Some things to consider when doing a unsecured workout are:
– Will the secured creditors participate in a reorganization if necessary? Reorganization of the business is often part of an unsecured debt workout. Before entering into negotiations, a business owner should communicate their plan with their secured creditors in order to assure their cooperation in the transaction. Not doing so could result in default under the secured loans.
– Determine which vendors/creditors are crucial to business operations: Unsecured debt workouts often require multiple approaches working simultaneously with multiple creditors. A business owner should know which of his vendors or suppliers are crucial to business operation. These creditors should be prioritized and an agreement should be established before applying any company resources to any other obligations.

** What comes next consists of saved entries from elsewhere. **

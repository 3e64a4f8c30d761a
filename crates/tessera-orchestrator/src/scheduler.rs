//! Batch-at-a-time execution of one pass through a task graph.

use std::sync::Arc;

use futures::StreamExt;
use futures::stream::FuturesUnordered;
use tessera_state::{GraphState, MessageKind, PartialState, StateError, merge_batch};
use tessera_workflow::{Graph, RunContext, TaskContext, TaskError};
use tokio_util::sync::CancellationToken;
use tracing::{error, info, warn};

use crate::error::OrchestratorError;
use crate::events::{RunEvent, RunNotifier};

/// Runs every batch of a graph once, in plan order.
pub struct Scheduler<'a> {
  graph: &'a Graph,
  run: &'a RunContext,
  notifier: &'a dyn RunNotifier,
}

impl<'a> Scheduler<'a> {
  pub fn new(graph: &'a Graph, run: &'a RunContext, notifier: &'a dyn RunNotifier) -> Self {
    Self {
      graph,
      run,
      notifier,
    }
  }

  pub fn run_id(&self) -> &str {
    self.run.run_id()
  }

  /// Execute one pass and return the state with every contribution merged.
  ///
  /// Tasks in a batch run concurrently against the same snapshot. The first
  /// fatal error aborts the pass; siblings still in flight are left to
  /// finish and their results are dropped.
  pub async fn run(
    &self,
    mut state: GraphState,
    cancel: &CancellationToken,
  ) -> Result<GraphState, OrchestratorError> {
    let run_id = self.run.run_id();
    let iteration = state.iteration;

    for (index, batch) in self.graph.batches().iter().enumerate() {
      if cancel.is_cancelled() {
        warn!(run_id = %run_id, "run cancelled");
        return Err(OrchestratorError::Cancelled);
      }

      info!(
        run_id = %run_id,
        iteration,
        batch = index,
        tasks = ?batch,
        "batch_started"
      );

      let snapshot = Arc::new(state.clone());
      let mut in_flight = FuturesUnordered::new();

      for name in batch {
        let spec = self
          .graph
          .get(name)
          .ok_or_else(|| OrchestratorError::MissingTask(name.clone()))?;

        self.notifier.notify(RunEvent::TaskStarted {
          run_id: run_id.to_string(),
          iteration,
          task: name.clone(),
        });

        let ctx = TaskContext::new(self.run.clone(), name.clone(), snapshot.clone());
        let body = spec.body.clone();
        let handle = tokio::spawn(async move { body.run(ctx).await });
        let task = name.clone();
        in_flight.push(async move { (task, handle.await) });
      }

      let mut partials = Vec::with_capacity(batch.len());
      loop {
        let next = tokio::select! {
          next = in_flight.next() => next,
          _ = cancel.cancelled() => {
            warn!(run_id = %run_id, "run cancelled during batch");
            return Err(OrchestratorError::Cancelled);
          }
        };
        let Some((task, joined)) = next else {
          break;
        };

        let partial = match joined {
          Ok(Ok(partial)) => partial,
          Ok(Err(e)) => return Err(self.task_failed(task, e)),
          Err(join) => {
            error!(run_id = %run_id, task = %task, error = %join, "task_failed");
            return Err(OrchestratorError::TaskAborted {
              task,
              message: join.to_string(),
            });
          }
        };

        if partial.iteration.is_some() {
          return Err(
            StateError::ReservedField {
              task,
              field: "iteration".to_string(),
            }
            .into(),
          );
        }

        self.completed(&task, &partial);
        partials.push(partial);
      }

      state = merge_batch(state, partials)?;
    }

    Ok(state)
  }

  fn completed(&self, task: &str, partial: &PartialState) {
    let run_id = self.run.run_id();

    for message in &partial.messages {
      if message.kind == MessageKind::AttemptFailed {
        warn!(
          run_id = %run_id,
          task = %task,
          attempt = message.attempt,
          error = %message.content,
          "task_attempt_failed"
        );
        self.notifier.notify(RunEvent::TaskAttemptFailed {
          run_id: run_id.to_string(),
          task: task.to_string(),
          attempt: message.attempt,
          error: message.content.clone(),
        });
      }
    }

    let degraded = partial
      .task_results
      .get(task)
      .is_some_and(|output| output.degraded);
    info!(run_id = %run_id, task = %task, degraded, "task_completed");
    self.notifier.notify(RunEvent::TaskCompleted {
      run_id: run_id.to_string(),
      task: task.to_string(),
      degraded,
    });
  }

  fn task_failed(&self, task: String, source: TaskError) -> OrchestratorError {
    let run_id = self.run.run_id();

    if let TaskError::Exhausted(retry) = &source {
      for failure in &retry.failures {
        warn!(
          run_id = %run_id,
          task = %task,
          attempt = failure.attempt,
          error = %failure.error,
          "task_attempt_failed"
        );
        self.notifier.notify(RunEvent::TaskAttemptFailed {
          run_id: run_id.to_string(),
          task: task.clone(),
          attempt: failure.attempt,
          error: failure.error.clone(),
        });
      }
    }

    error!(run_id = %run_id, task = %task, error = %source, "task_failed");
    self.notifier.notify(RunEvent::TaskFailed {
      run_id: run_id.to_string(),
      task: task.clone(),
      error: source.to_string(),
    });
    OrchestratorError::TaskFailed { task, source }
  }
}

– Determine which vendors/creditors are replaceable: Understanding which vendors or suppliers can be replaced easily within the market by a competitor opens many options for a distressed business owner. Establishing a new vendor relationship with a different vendor before entering into a negotiation with a current vendor/creditor allows the business owner the piece of mind that the creditor will not be able to impact the performance of the company.
– Identify debts secured by a personal guaranty: Just because a debt is not secured by the business assets does not mean it is not secured by a personal guaranty from the business owner. Identifying which debts are personally guaranteed allows the business owner to calculate his or her personal exposure before entering into a workout and negotiation.
Building a workout plan that includes these four areas of interest will offer a distressed company a complete turnaround plan. Left alone, high amount of unsecured debt can trigger business cessation or default with the secured creditors. In order to avoid it, business owners must analyze their situation and create a strategy that will result in debt relief that the business will ultimately require.